Keen - dubbed The Rottweiler for his aggressive courtroom appearances - was unveiled by Scots Tory leader Ruth Davidson as her party's chairman last year.

He started work in January and it was hoped he would help bring focus to a job widely regarded in political circles as a poisoned chalice.

It is also a crucial appointment, being in the year of the independence referendum.

However, Keen has been accused of making a gaffe in one of his first key outings in the role.

The lawyer recently hosted a meet-and-greet for the party's MSPs at his £1.7 million home in Edinburgh's Ann Street, which boasts five bedrooms, a library, wine cellar and a conservatory.

It was supposed to be a non-controversial affair, in which Keen would introduce himself, but MSPs were surprised when he attacked Darling, who chairs Better Together.

One source said: "He was pretty scathing about Alistair Darling."

It is understood Keen made reference to the MP's presentational skills.

A second source confirmed Keen's criticisms.

The remarks are controversial as the Conservatives and Labour are the key elements of Better Together.

The incident being leaked is somewhat ironic, as the Sunday Herald understands Davidson hoped Keen's arrival would put an end to leaks.

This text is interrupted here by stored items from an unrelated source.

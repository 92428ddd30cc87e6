use crate::error::Result;
use sqlx::sqlite::{SqliteConnectOptions, SqlitePool, SqlitePoolOptions};
use std::path::Path;
use std::str::FromStr;

pub async fn create_pool(database_path: &Path) -> Result<SqlitePool> {
    if let Some(parent) = database_path.parent() {
        if !parent.as_os_str().is_empty() {
            tokio::fs::create_dir_all(parent).await?;
        }
    }

    let options = SqliteConnectOptions::new()
        .filename(database_path)
        .create_if_missing(true);

    let pool = SqlitePoolOptions::new()
        .max_connections(5)
        .acquire_timeout(std::time::Duration::from_secs(30))
        .connect_with(options)
        .await?;
    Ok(pool)
}

/// Single-connection in-memory database; every extra connection would see its own empty store.
pub async fn create_memory_pool() -> Result<SqlitePool> {
    let options = SqliteConnectOptions::from_str("sqlite::memory:")?;
    let pool = SqlitePoolOptions::new()
        .max_connections(1)
        .idle_timeout(None)
        .max_lifetime(None)
        .connect_with(options)
        .await?;
    Ok(pool)
}

pub async fn run_migrations(pool: &SqlitePool) -> Result<()> {
    sqlx::migrate!("./migrations").run(pool).await?;
    Ok(())
}
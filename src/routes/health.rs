use axum::{extract::State, http::StatusCode, response::IntoResponse, Json};
use serde_json::json;

use crate::AppState;

/// Reports whether the message store answers a trivial query.
pub async fn health(State(state): State<AppState>) -> impl IntoResponse {
    match sqlx::query("SELECT 1")
        .execute(state.message_service.pool())
        .await
    {
        Ok(_) => (StatusCode::OK, Json(json!({ "status": "ok", "database": "up" }))),
        Err(e) => {
            tracing::warn!(error = %e, "Health check could not reach the database");
            (
                StatusCode::SERVICE_UNAVAILABLE,
                Json(json!({ "status": "degraded", "database": "down" })),
            )
        }
    }
}
use ephemeral_relay::{
    config::PanelConfig,
    database::pool::{create_pool, run_migrations},
    init_tracing, routes, AppState,
};
use std::net::SocketAddr;
use tokio::net::TcpListener;
use tower_http::trace::TraceLayer;
use tracing::info;

#[tokio::main]
async fn main() -> anyhow::Result<()> {
    init_tracing();
    let config = PanelConfig::from_env()?;

    let pool = create_pool(&config.storage.database_path).await?;
    run_migrations(&pool).await?;
    info!(
        database = %config.storage.database_path.display(),
        images = %config.storage.images_dir.display(),
        "Storage ready"
    );

    if config.session_secret.is_none() {
        info!("SESSION_SECRET not set; sessions will not survive a restart");
    }

    let app_state = AppState::new(pool, &config)?;
    let app = routes::router(app_state).layer(TraceLayer::new_for_http());

    let addr: SocketAddr = config.server_address.parse()?;
    info!("Admin panel listening on {}", addr);
    let listener = TcpListener::bind(addr).await?;
    axum::serve(listener, app).await?;

    Ok(())
}
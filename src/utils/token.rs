use rand::{distributions::Alphanumeric, thread_rng, Rng};

pub fn generate_secret(length: usize) -> String {
    thread_rng()
        .sample_iter(&Alphanumeric)
        .take(length)
        .map(char::from)
        .collect()
}

#[cfg(test)]
mod tests {
    use super::*;

    #[test]
    fn secrets_are_alphanumeric_and_distinct() {
        let a = generate_secret(48);
        let b = generate_secret(48);
        assert_eq!(a.len(), 48);
        assert!(a.chars().all(|c| c.is_ascii_alphanumeric()));
        assert_ne!(a, b);
    }
}
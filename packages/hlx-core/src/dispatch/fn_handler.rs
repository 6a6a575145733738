//! Adapts an async closure to [`Handler`] so sub-controllers can register
//! a bound method without a hand-written adapter struct per verb.

use std::future::Future;
use std::sync::Arc;

use async_trait::async_trait;

use crate::connection::Connection;

use super::dispatcher::Handler;

pub struct FnHandler<F> {
    f: F,
}

impl<F, Fut> FnHandler<F>
where
    F: Fn(Arc<dyn Connection>, Vec<String>) -> Fut + Send + Sync,
    Fut: Future<Output = ()> + Send + 'static,
{
    pub fn new(f: F) -> Self {
        Self { f }
    }
}

#[async_trait]
impl<F, Fut> Handler for FnHandler<F>
where
    F: Fn(Arc<dyn Connection>, Vec<String>) -> Fut + Send + Sync,
    Fut: Future<Output = ()> + Send + 'static,
{
    async fn handle(&self, connection: Arc<dyn Connection>, captures: Vec<String>) {
        (self.f)(connection, captures).await
    }
}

Keen's barbs appear to confirm scepticism in some Tory circles about Darling's suitability for his role.

One newspaper recently quoted a member of the Tory high command as saying: "Alistair Darling has never run a campaign.

"He is comatose most of the time."

A Tory parliamentary figure was quoted saying Darling was "useless", adding: "He's not a very good communicator."

Various senior Labour figures are refusing to campaign for Better Together due to the Tory link.

These individuals are campaigning against independence inside the United With Labour group.

Keen was called to the Bar in 1980 and became a QC 13 years later. In 2000, he led the defence of Lamin Fhimah, the Libyan acquitted in the Lockerbie trial. He has also been Dean of the Faculty of Advocates.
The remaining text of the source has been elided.